§ AIM OF THE TASK
Your job is to set down the stretch of entries that opens with the line containing "for (token, css)" and closes with the line containing "pipeline: a constrained". Keep both end lines, copy each exactly, and add nothing.

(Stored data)

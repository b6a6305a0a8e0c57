//! Renders a hint's documentation payload to tooltip HTML.
//!
//! All free text coming from the model is escaped before insertion; the only
//! markup in the output is generated here.

use std::collections::BTreeMap;

use regex::Regex;

use crate::model::{Documentation, FunctionDoc, ObjectDoc, VariableDoc};

pub fn escape_html(input: &str) -> String {
    let mut out = String::with_capacity(input.len());
    for c in input.chars() {
        match c {
            '&' => out.push_str("&amp;"),
            '<' => out.push_str("&lt;"),
            '>' => out.push_str("&gt;"),
            _ => out.push(c),
        }
    }
    out
}

fn escape_attr(input: &str) -> String {
    escape_html(input).replace('"', "&quot;")
}

/// Renders the rendered-HTML string stored per token id.
pub fn render_documentation(doc: &Documentation) -> String {
    match doc {
        Documentation::Function(doc) => render_function(doc),
        Documentation::Object(doc) => render_object(doc),
        Documentation::Variable(doc) => render_variable(doc),
    }
}

fn render_function(doc: &FunctionDoc) -> String {
    let signature = match &doc.token_styles {
        Some(styles) => recolor_signature(&doc.signature, styles),
        None => escape_html(&doc.signature),
    };
    let mut out = format!("<div class=\"hoverlay-signature\"><code>{signature}</code></div>");
    for param in &doc.param_docs {
        out.push_str(&format!(
            "<div class=\"hoverlay-param\">@Param {}: {}</div>",
            escape_html(&param.name),
            escape_html(&param.doc)
        ));
    }
    if let Some(return_doc) = &doc.return_doc {
        out.push_str(&format!(
            "<div class=\"hoverlay-return\">@Return: {}</div>",
            escape_html(return_doc)
        ));
    }
    if let Some(explanation) = &doc.explanation {
        out.push_str(&format!(
            "<div class=\"hoverlay-explanation\">{}</div>",
            escape_html(explanation)
        ));
    }
    out
}

fn render_object(doc: &ObjectDoc) -> String {
    let mut out = format!(
        "<div class=\"hoverlay-doc\">{}</div>",
        escape_html(&doc.doc_in_html)
    );
    if let Some(properties) = &doc.property_docs {
        if !properties.is_empty() {
            out.push_str("<ul class=\"hoverlay-properties\">");
            for property in properties {
                out.push_str(&format!(
                    "<li><b>{}</b>: {}</li>",
                    escape_html(&property.name),
                    escape_html(&property.doc)
                ));
            }
            out.push_str("</ul>");
        }
    }
    out
}

fn render_variable(doc: &VariableDoc) -> String {
    format!(
        "<div class=\"hoverlay-doc\">{}</div>",
        escape_html(&doc.doc_in_html)
    )
}

/// Recolors literal signature substrings with the styling map, matching each
/// key as a whole word against the escaped signature. Keys that do not form a
/// usable pattern are skipped.
fn recolor_signature(signature: &str, styles: &BTreeMap<String, String>) -> String {
    let mut out = escape_html(signature);
    for (token, css) in styles {
        let escaped_token = escape_html(token);
        let pattern = format!(r"\b{}\b", regex::escape(&escaped_token));
        let re = match Regex::new(&pattern) {
            Ok(re) => re,
            Err(err) => {
                log::warn!("skipping unstylable signature token {token:?}: {err}");
                continue;
            }
        };
        let style = escape_attr(css);
        out = re
            .replace_all(&out, |caps: &regex::Captures| {
                format!("<span style=\"{}\">{}</span>", style, &caps[0])
            })
            .into_owned();
    }
    out
}
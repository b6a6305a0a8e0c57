//! Lightweight HTML support for the annotation pipeline: a constrained
//! tokenizer, a forgiving DOM builder, a serializer and traversal helpers.
//!
//! Code blocks arrive as already-highlighted markup; this crate turns that
//! markup into a mutable tree the token splitter can rewrite, and back into a
//! string for canonicalization.

mod dom_builder;
mod entities;
mod markup;
mod serialize;
mod traverse;
mod types;

pub use dom_builder::build_dom;
pub use entities::decode_entities;
pub use markup::tokenize;
pub use serialize::{escape_text, serialize};
pub use traverse::{
    assign_node_ids, collect_text_leaves, find_node_by_id, find_node_by_id_mut,
};
pub use types::{Id, Node, NodeId, Token};

/// Parses markup into a DOM tree with node ids assigned.
pub fn parse(input: &str) -> Node {
    let mut dom = build_dom(&tokenize(input));
    assign_node_ids(&mut dom);
    dom
}
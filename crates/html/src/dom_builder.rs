use crate::types::{Id, Node, Token};

/// Builds a DOM tree from a token stream. Mismatched end tags pop the open
/// stack until a matching element is found, which keeps the builder total on
/// malformed input.
pub fn build_dom(tokens: &[Token]) -> Node {
    let mut arena = NodeArena::new();
    let root_index = arena.push(ArenaNode::Document {
        doctype: None,
        children: Vec::new(),
    });
    let mut open_elements: Vec<usize> = Vec::new();

    for token in tokens {
        match token {
            Token::Doctype(s) => arena.set_doctype(root_index, s.clone()),
            Token::Comment(c) => {
                let parent = open_elements.last().copied().unwrap_or(root_index);
                arena.add_child(parent, ArenaNode::Comment { text: c.clone() });
            }
            Token::Text(text) => {
                if !text.is_empty() {
                    let parent = open_elements.last().copied().unwrap_or(root_index);
                    arena.add_child(parent, ArenaNode::Text { text: text.clone() });
                }
            }
            Token::StartTag {
                name,
                attributes,
                self_closing,
            } => {
                let parent = open_elements.last().copied().unwrap_or(root_index);
                let new_index = arena.add_child(
                    parent,
                    ArenaNode::Element {
                        name: name.clone(),
                        attributes: attributes.clone(),
                        children: Vec::new(),
                    },
                );
                if !*self_closing {
                    open_elements.push(new_index);
                }
            }
            Token::EndTag(name) => {
                let had_match = open_elements
                    .iter()
                    .any(|&idx| arena.is_element_named(idx, name));
                if !had_match {
                    log::debug!("dropping unmatched end tag </{name}>");
                    continue;
                }
                while let Some(open_index) = open_elements.pop() {
                    if arena.is_element_named(open_index, name) {
                        break;
                    }
                }
            }
        }
    }

    arena.into_dom(root_index)
}

#[derive(Debug)]
enum ArenaNode {
    Document {
        doctype: Option<String>,
        children: Vec<usize>,
    },
    Element {
        name: String,
        attributes: Vec<(String, Option<String>)>,
        children: Vec<usize>,
    },
    Text {
        text: String,
    },
    Comment {
        text: String,
    },
}

#[derive(Debug)]
struct NodeArena {
    nodes: Vec<ArenaNode>,
}

impl NodeArena {
    fn new() -> Self {
        NodeArena { nodes: Vec::new() }
    }

    fn push(&mut self, node: ArenaNode) -> usize {
        self.nodes.push(node);
        self.nodes.len() - 1
    }

    fn add_child(&mut self, parent: usize, child: ArenaNode) -> usize {
        let child_index = self.push(child);
        match &mut self.nodes[parent] {
            ArenaNode::Document { children, .. } | ArenaNode::Element { children, .. } => {
                children.push(child_index);
            }
            _ => {}
        }
        child_index
    }

    fn set_doctype(&mut self, index: usize, value: String) {
        if let ArenaNode::Document { doctype, .. } = &mut self.nodes[index] {
            *doctype = Some(value);
        }
    }

    fn is_element_named(&self, index: usize, target: &str) -> bool {
        matches!(&self.nodes[index], ArenaNode::Element { name, .. } if name == target)
    }

    fn into_dom(mut self, root_index: usize) -> Node {
        fn take(nodes: &mut Vec<ArenaNode>, index: usize) -> Node {
            // Children are built by replacing arena slots; indices stay valid
            // because the vector is never shrunk while converting.
            let child_indices = match &nodes[index] {
                ArenaNode::Document { children, .. } | ArenaNode::Element { children, .. } => {
                    children.clone()
                }
                _ => Vec::new(),
            };
            let built: Vec<Node> = child_indices.into_iter().map(|c| take(nodes, c)).collect();
            match std::mem::replace(&mut nodes[index], ArenaNode::Text { text: String::new() }) {
                ArenaNode::Document { doctype, .. } => Node::Document {
                    id: Id(0),
                    doctype,
                    children: built,
                },
                ArenaNode::Element { name, attributes, .. } => Node::Element {
                    id: Id(0),
                    name,
                    attributes,
                    children: built,
                },
                ArenaNode::Text { text } => Node::Text { id: Id(0), text },
                ArenaNode::Comment { text } => Node::Comment { id: Id(0), text },
            }
        }
        take(&mut self.nodes, root_index)
    }
}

§ EXERCISE RESPONSE
    for (token, css) in styles {
        let escaped_token = escape_html(token);
        let pattern = format!(r"\b{}\b", regex::escape(&escaped_token));
        let re = match Regex::new(&pattern) {
            Ok(re) => re,
            Err(err) => {
                log::warn!("skipping unstylable signature token {token:?}: {err}");
                continue;
            }
        };
        let style = escape_attr(css);
        out = re
            .replace_all(&out, |caps: &regex::Captures| {
                format!("<span style=\"{}\">{}</span>", style, &caps[0])
            })
            .into_owned();
    }
    out
}
repository b6a6305a0a8e0c57
//! Lightweight HTML support for the annotation pipeline: a constrained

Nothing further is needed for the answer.